* Exercise instructions
Could you filter the records below down to the lines that include the word "copy"?

* Record set

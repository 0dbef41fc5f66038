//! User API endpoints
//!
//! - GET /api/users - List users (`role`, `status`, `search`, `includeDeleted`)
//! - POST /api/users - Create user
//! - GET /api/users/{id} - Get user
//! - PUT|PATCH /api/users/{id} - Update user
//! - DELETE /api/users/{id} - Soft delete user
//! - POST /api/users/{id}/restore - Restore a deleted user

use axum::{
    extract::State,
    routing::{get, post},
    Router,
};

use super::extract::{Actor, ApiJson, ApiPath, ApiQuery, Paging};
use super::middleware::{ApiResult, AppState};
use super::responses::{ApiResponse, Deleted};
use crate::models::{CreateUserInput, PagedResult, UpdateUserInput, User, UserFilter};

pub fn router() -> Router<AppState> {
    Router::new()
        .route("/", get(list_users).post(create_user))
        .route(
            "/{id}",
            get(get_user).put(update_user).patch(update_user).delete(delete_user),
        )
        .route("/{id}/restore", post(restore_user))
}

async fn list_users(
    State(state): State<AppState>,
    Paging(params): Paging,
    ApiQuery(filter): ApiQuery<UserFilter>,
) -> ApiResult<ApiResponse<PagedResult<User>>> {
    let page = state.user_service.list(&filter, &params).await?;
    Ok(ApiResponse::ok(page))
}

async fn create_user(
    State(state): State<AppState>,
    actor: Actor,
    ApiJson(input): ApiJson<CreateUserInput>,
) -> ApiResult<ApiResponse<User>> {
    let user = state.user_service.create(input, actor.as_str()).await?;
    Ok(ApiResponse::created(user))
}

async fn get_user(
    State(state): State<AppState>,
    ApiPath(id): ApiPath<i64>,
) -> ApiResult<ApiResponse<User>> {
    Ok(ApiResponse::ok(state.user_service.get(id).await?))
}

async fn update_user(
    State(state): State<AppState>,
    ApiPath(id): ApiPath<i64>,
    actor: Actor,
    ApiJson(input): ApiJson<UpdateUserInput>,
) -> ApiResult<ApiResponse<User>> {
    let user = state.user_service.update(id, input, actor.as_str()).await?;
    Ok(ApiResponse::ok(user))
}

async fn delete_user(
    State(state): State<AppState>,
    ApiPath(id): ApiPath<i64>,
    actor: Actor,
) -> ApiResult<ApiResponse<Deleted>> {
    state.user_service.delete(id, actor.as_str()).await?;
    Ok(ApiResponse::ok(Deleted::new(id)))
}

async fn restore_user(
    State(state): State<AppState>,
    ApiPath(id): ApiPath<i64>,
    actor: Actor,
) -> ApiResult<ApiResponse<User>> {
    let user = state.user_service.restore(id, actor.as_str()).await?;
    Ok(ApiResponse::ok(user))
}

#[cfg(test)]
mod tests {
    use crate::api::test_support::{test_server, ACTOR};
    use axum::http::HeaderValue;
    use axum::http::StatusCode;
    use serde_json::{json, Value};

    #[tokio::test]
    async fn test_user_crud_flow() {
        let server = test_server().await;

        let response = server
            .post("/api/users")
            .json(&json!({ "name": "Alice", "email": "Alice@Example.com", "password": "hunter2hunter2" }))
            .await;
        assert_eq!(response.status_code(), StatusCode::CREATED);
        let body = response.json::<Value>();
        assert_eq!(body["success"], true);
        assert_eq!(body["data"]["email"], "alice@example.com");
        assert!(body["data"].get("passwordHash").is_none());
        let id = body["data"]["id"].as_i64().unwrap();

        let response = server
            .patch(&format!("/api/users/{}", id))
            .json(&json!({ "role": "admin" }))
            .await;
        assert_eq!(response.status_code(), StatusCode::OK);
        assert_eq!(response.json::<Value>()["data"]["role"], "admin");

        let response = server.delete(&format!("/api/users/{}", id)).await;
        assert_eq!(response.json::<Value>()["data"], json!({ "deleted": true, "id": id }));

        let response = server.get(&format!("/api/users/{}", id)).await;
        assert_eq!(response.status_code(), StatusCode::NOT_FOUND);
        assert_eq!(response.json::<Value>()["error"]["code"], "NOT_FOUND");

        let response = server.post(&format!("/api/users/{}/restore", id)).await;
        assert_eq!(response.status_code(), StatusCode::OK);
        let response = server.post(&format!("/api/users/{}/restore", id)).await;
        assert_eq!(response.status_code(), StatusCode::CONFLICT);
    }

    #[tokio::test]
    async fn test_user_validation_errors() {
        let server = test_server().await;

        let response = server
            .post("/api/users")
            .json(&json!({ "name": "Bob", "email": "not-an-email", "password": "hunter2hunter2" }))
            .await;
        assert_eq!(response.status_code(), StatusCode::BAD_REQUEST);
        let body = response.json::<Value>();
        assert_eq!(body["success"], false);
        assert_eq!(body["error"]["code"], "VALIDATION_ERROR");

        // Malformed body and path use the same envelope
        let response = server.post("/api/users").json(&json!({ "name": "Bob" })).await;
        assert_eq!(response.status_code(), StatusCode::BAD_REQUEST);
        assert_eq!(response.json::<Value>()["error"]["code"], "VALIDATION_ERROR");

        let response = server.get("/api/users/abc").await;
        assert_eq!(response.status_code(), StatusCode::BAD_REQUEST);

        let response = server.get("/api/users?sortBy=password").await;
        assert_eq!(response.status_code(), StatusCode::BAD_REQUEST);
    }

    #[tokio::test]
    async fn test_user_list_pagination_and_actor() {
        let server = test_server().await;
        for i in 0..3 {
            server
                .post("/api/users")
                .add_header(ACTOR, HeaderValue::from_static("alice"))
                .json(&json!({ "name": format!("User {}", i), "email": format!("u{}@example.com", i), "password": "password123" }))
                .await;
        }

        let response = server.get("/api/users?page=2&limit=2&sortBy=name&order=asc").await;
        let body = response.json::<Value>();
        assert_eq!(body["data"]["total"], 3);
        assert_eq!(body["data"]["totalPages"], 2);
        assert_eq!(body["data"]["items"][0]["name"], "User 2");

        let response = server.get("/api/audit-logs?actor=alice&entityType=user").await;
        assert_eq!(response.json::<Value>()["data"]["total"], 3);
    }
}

--

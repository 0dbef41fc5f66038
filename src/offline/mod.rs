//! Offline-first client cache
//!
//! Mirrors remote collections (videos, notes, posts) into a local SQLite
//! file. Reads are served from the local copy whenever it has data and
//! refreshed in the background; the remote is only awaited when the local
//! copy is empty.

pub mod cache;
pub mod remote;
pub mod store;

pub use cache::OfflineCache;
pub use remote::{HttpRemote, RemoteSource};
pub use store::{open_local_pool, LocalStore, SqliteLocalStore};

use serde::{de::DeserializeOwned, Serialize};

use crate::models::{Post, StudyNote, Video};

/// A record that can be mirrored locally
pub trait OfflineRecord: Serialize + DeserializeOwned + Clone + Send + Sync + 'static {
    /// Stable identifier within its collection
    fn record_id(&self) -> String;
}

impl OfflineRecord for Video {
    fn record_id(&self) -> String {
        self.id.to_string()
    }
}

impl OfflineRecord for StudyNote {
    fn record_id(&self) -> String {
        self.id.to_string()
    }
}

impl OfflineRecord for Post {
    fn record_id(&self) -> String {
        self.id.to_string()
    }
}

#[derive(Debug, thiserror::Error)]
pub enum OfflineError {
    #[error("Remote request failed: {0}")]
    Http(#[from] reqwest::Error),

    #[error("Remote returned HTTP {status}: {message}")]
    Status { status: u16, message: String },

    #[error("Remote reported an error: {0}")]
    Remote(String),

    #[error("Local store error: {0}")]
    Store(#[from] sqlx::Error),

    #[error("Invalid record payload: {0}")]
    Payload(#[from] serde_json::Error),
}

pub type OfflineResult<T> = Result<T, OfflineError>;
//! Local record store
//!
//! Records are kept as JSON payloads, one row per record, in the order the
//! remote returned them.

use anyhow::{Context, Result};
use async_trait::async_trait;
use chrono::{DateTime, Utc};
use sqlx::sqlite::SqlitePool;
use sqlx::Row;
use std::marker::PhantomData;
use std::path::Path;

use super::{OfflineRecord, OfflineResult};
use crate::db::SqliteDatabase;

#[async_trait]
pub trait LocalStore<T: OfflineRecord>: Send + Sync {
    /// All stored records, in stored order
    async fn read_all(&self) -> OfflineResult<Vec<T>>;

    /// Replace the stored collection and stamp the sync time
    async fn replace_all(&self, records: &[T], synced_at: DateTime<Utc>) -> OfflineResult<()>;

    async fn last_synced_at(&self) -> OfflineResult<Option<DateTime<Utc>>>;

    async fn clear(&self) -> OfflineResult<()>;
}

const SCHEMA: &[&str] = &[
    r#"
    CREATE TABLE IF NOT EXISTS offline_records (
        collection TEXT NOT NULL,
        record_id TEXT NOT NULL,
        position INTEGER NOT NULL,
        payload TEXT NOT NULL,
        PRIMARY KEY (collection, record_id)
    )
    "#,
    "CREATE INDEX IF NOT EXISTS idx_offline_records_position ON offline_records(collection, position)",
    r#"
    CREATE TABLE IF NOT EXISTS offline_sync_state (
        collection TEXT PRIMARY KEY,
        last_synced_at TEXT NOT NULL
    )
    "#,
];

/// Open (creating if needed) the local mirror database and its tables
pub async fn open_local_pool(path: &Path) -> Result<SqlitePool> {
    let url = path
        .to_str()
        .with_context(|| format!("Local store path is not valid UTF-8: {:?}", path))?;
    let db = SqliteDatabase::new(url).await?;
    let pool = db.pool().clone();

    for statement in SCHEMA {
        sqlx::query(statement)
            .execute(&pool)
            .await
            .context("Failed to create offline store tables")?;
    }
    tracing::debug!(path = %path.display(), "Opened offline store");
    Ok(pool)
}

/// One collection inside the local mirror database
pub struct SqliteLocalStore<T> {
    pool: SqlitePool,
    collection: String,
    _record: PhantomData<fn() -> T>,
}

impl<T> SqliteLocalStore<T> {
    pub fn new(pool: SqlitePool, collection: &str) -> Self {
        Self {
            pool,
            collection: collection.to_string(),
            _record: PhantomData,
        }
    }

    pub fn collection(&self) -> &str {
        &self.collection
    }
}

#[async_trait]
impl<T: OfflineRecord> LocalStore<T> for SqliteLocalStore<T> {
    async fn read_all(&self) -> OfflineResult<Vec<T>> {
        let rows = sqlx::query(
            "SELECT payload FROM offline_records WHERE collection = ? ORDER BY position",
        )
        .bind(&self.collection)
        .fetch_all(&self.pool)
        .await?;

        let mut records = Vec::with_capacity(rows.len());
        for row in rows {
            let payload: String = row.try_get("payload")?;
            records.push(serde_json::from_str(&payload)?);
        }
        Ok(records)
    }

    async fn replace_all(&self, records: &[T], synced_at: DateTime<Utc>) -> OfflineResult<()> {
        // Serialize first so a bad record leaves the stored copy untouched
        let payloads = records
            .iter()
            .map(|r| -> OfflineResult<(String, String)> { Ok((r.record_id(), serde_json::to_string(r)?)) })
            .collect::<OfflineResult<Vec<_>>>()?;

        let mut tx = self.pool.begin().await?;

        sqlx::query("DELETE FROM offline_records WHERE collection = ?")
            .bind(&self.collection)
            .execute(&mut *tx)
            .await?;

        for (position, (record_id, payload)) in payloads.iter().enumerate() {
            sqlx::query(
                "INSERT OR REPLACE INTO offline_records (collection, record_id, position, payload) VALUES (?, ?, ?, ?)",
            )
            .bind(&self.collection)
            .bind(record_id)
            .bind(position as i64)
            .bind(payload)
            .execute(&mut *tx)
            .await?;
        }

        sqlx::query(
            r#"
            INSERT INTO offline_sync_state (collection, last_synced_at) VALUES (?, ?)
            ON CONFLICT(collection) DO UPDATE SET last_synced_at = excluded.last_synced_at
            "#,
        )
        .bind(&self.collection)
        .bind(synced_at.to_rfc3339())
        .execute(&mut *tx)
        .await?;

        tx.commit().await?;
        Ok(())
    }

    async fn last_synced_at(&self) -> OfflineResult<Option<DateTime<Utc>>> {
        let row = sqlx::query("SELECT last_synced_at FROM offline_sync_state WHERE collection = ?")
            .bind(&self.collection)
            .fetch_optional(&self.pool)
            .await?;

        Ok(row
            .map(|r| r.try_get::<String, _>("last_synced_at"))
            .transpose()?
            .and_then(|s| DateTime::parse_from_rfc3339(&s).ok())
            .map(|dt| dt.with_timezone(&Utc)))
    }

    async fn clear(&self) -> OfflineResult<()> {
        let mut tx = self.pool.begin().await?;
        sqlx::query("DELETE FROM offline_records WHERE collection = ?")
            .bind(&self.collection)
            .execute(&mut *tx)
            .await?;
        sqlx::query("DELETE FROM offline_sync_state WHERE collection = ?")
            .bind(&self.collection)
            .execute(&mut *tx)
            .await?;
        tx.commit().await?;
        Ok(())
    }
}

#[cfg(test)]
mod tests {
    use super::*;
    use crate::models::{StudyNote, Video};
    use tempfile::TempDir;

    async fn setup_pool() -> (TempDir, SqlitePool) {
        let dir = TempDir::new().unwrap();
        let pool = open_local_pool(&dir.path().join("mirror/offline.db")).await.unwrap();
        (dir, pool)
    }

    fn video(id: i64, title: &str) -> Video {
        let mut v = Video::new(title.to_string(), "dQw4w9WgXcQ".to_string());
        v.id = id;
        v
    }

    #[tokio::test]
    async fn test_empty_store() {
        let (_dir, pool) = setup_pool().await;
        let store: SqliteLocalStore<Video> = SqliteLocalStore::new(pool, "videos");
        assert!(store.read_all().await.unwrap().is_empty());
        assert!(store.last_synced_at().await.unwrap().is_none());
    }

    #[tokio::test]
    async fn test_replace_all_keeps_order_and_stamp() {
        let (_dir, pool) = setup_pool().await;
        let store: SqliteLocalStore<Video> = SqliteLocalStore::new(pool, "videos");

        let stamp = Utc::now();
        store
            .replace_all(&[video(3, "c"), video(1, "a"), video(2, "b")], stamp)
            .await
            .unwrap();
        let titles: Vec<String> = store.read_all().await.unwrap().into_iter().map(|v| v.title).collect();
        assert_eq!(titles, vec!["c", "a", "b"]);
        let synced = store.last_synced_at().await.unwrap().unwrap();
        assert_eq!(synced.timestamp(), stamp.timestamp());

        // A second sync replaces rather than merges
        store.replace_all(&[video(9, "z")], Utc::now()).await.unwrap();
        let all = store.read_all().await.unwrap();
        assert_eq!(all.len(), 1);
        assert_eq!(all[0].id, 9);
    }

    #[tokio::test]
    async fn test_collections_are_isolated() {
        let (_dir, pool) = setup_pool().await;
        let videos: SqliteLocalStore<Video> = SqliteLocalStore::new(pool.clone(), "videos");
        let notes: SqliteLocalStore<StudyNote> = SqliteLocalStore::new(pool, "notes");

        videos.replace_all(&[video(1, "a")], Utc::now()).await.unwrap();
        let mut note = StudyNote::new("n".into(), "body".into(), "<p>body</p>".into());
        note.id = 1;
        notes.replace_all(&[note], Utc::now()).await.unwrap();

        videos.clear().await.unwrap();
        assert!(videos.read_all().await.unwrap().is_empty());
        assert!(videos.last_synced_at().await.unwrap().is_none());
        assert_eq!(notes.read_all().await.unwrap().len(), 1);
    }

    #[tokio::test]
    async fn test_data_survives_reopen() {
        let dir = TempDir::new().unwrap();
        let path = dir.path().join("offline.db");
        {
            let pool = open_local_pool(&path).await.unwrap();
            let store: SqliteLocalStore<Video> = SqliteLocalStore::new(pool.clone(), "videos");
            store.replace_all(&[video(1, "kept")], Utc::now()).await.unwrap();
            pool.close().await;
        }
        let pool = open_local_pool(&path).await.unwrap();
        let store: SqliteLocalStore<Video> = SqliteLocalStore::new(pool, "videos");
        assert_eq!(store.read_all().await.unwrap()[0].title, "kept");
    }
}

* Answer below
//! file. Reads are served from the local copy whenever it has data and
//! copy is empty.
        // Serialize first so a bad record leaves the stored copy untouched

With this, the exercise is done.